İşsizliğin çok yüksek boyutta olduğu ülkemizde, işsizliği çözmenin en sürdürülebilir yolu yatırım yapmaktan geçmektedir. Yatırım yapmak için bizim önerimiz acilen karma ekonomi modeline geçmektir. Ancak hükümet bugün içinde bulunduğumuz sistemi devam ettirme kararlılığındadır. Dolayısı ile bugünkü hükümetin işsizlik sorununu çözmesi için bel bağladığı özel sektörün yatırım kanallarının açık olması çok önemlidir. Bu kanalları tıkayan en önemli nedenlerden biri faiz oranlarının yüksekliğidir. Yatırımcı elindeki parayı kullanacak. Bu paranın üstüne kredi alıp riske girecektir. Ancak faizlerin yüksek olduğu koşullarda yatırımı tamamlamış olsa dahi, verdiği faizin yüksekliği işletme rantabilitesinin düşük, hatta negatif olmasına neden olabileceğinden, yatırımcı yatırım yapmaktan geri durabilmektedir. Zaten Merkez Bankası açıklamasında belirtilen hususlar, yüzde 19 faiz oranının yatırım iklimini zora soktuğunu ifade etmektedir.

***

Evet, merkez bankamız faiz oranını aşağıya çekmek için her türlü yolu denemekte haklı. Ancak önümüzdeki aylarda merkez bankamızın ve ekonomi bürokrasimizin sıkışacağı da bir gerçek. Çünkü dünyada işler, bizim yapmak istediğimizin tersine gelişiyor.

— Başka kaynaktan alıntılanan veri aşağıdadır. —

//! Immutable model artifacts shared by every request.

use serde::Deserialize;
use sha2::{Digest, Sha256};
use std::collections::HashSet;
use std::path::Path;
use std::sync::Arc;
use tracing::info;
use crate::classifier::{load_classifier, Classifier};
use crate::config::ArtifactPaths;
use crate::error::{ClassifierError, LookupError, StartupError};
use crate::features::{FeatureVector, REQUIRED_FIELDS};

/// Index into the label table. Internal to the service.
pub type CategoryId = usize;

#[derive(Deserialize)]
#[serde(untagged)]
enum LabelArtifact {
    Plain(Vec<String>),
    Encoder { classes: Vec<String> },
}

/// Owns the classifier, the label-encoding table and the canonical feature order.
///
/// Nothing is mutated after construction, so one instance is shared through an `Arc`
/// by all handlers without locking.
pub struct ModelRegistry {
    classifier: Arc<dyn Classifier>,
    labels: Vec<String>,
    feature_order: Vec<String>,
}

impl std::fmt::Debug for ModelRegistry {
    fn fmt(&self, f: &mut std::fmt::Formatter<'_>) -> std::fmt::Result {
        f.debug_struct("ModelRegistry")
            .field("labels", &self.labels)
            .field("feature_order", &self.feature_order)
            .finish_non_exhaustive()
    }
}

impl ModelRegistry {
    /// Reads all three artifacts. Any failure here is fatal for the process.
    pub fn load(paths: &ArtifactPaths) -> Result<Self, StartupError> {
        let feature_order: Vec<String> = read_json(&paths.feature_order_path)?;
        let labels = match read_json::<LabelArtifact>(&paths.label_encoder_path)? {
            LabelArtifact::Plain(l) => l,
            LabelArtifact::Encoder { classes } => classes,
        };
        if let Some(expected) = paths.model_sha256.as_deref().filter(|s| !s.is_empty()) {
            verify_digest(&paths.model_path, expected)?;
        }
        let classifier = load_classifier(&paths.model_path, feature_order.len())?;
        let registry = Self::from_parts(classifier, labels, feature_order)?;
        info!(model = %paths.model_path.display(), features = ?registry.feature_order, labels = registry.labels.len(), "model registry loaded");
        Ok(registry)
    }

    /// Assembles a registry from already loaded parts, checking they agree with each other.
    pub fn from_parts(classifier: Arc<dyn Classifier>, labels: Vec<String>, feature_order: Vec<String>) -> Result<Self, StartupError> {
        if feature_order.len() != classifier.n_features() {
            return Err(StartupError::Inconsistent(format!(
                "feature order lists {} features, classifier expects {}", feature_order.len(), classifier.n_features())));
        }
        let mut seen = HashSet::new();
        for name in &feature_order {
            if !REQUIRED_FIELDS.contains(&name.as_str()) {
                return Err(StartupError::Inconsistent(format!("feature order names unknown field {name}")));
            }
            if !seen.insert(name.as_str()) {
                return Err(StartupError::Inconsistent(format!("feature order repeats {name}")));
            }
        }
        if seen.len() != REQUIRED_FIELDS.len() {
            return Err(StartupError::Inconsistent(format!(
                "feature order covers {} of {} request fields", seen.len(), REQUIRED_FIELDS.len())));
        }
        if labels.is_empty() {
            return Err(StartupError::Inconsistent("label table is empty".into()));
        }
        if labels.len() != classifier.n_classes() {
            return Err(StartupError::Inconsistent(format!(
                "label table has {} entries, classifier emits {} classes", labels.len(), classifier.n_classes())));
        }
        let mut uniq = HashSet::new();
        if let Some(dup) = labels.iter().find(|l| !uniq.insert(l.as_str())) {
            return Err(StartupError::Inconsistent(format!("label {dup} appears twice")));
        }
        Ok(Self { classifier, labels, feature_order })
    }

    /// Runs the classifier. The predicted id is the first index holding the maximum probability.
    pub fn predict_category(&self, vector: &FeatureVector) -> Result<(CategoryId, Vec<f64>), ClassifierError> {
        let proba = self.classifier.predict_proba(vector.as_slice())?;
        let id = proba.iter().enumerate()
            .fold(None, |best: Option<(usize, f64)>, (i, p)| match best {
                Some((_, bp)) if bp >= *p => best,
                _ => Some((i, *p)),
            })
            .map(|(i, _)| i)
            .ok_or(ClassifierError::EmptyDistribution)?;
        Ok((id, proba))
    }

    pub fn decode_label(&self, id: CategoryId) -> Result<&str, LookupError> {
        self.labels.get(id).map(String::as_str).ok_or(LookupError(id))
    }

    pub fn feature_order(&self) -> &[String] { &self.feature_order }

    pub fn labels(&self) -> &[String] { &self.labels }
}

fn read_json<T: serde::de::DeserializeOwned>(path: &Path) -> Result<T, StartupError> {
    let bytes = std::fs::read(path).map_err(|source| StartupError::Io { path: path.to_path_buf(), source })?;
    serde_json::from_slice(&bytes).map_err(|e| StartupError::malformed(path, e))
}

fn verify_digest(path: &Path, expected: &str) -> Result<(), StartupError> {
    let bytes = std::fs::read(path).map_err(|source| StartupError::Io { path: path.to_path_buf(), source })?;
    let mut h = Sha256::new();
    h.update(&bytes);
    let got = format!("{:x}", h.finalize());
    if !expected.eq_ignore_ascii_case(&got) {
        return Err(StartupError::DigestMismatch { path: path.to_path_buf(), expected: expected.to_string(), actual: got });
    }
    Ok(())
}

Faizler indirilmeli. Fakat bugün uygulanan ekonomi politikaları ile bu indirim sürdürülebilir görünmüyor.

***

Dünyada pandeminin etkisinin azalması ve normalleşme süreci ile birlikte özellikle hammadde ve enerji fiyatlarında artış gündeme geldi. Bu artış tüm dünyada maliyet enflasyonunu tetikledi. Özellikle Atlantik ülkeleri çok ciddi şekilde para bastıkları için bu enflasyondaki yükselmenin durdurulamaz hale gelmesinden çok tedirginler. FED çok kısa süre içinde tapering, yani varlık alımında azalma sürecine girmek istiyor. Aynı uygulama AMB'nin (Avrupa Merkez Bankası) de gündeminde. Eğer bu ülkeler önce tapering ardından da faiz artırım yoluna giderlerse, zaten Türkiye'ye zor giren sıcak para tekrar merkezlere doğru yönlenecek. Bu da bizde faiz oranlarının tekrar yukarı doğru yönelmesine neden olacaktır.

***

Türkiye bu açmazda uzun süre duramaz. Türkiye bir an önce kambiyo sistemini kontrol eden uygulamaların önünü açarak, bir yerden bu sıcak paradan kurtulmak zorundadır. Biz bunu gönüllü başlatmazsak, önümüzdeki dönemde bu uygulamalar bize zorunlu uygulamalar olarak kendilerini dayatacaktır.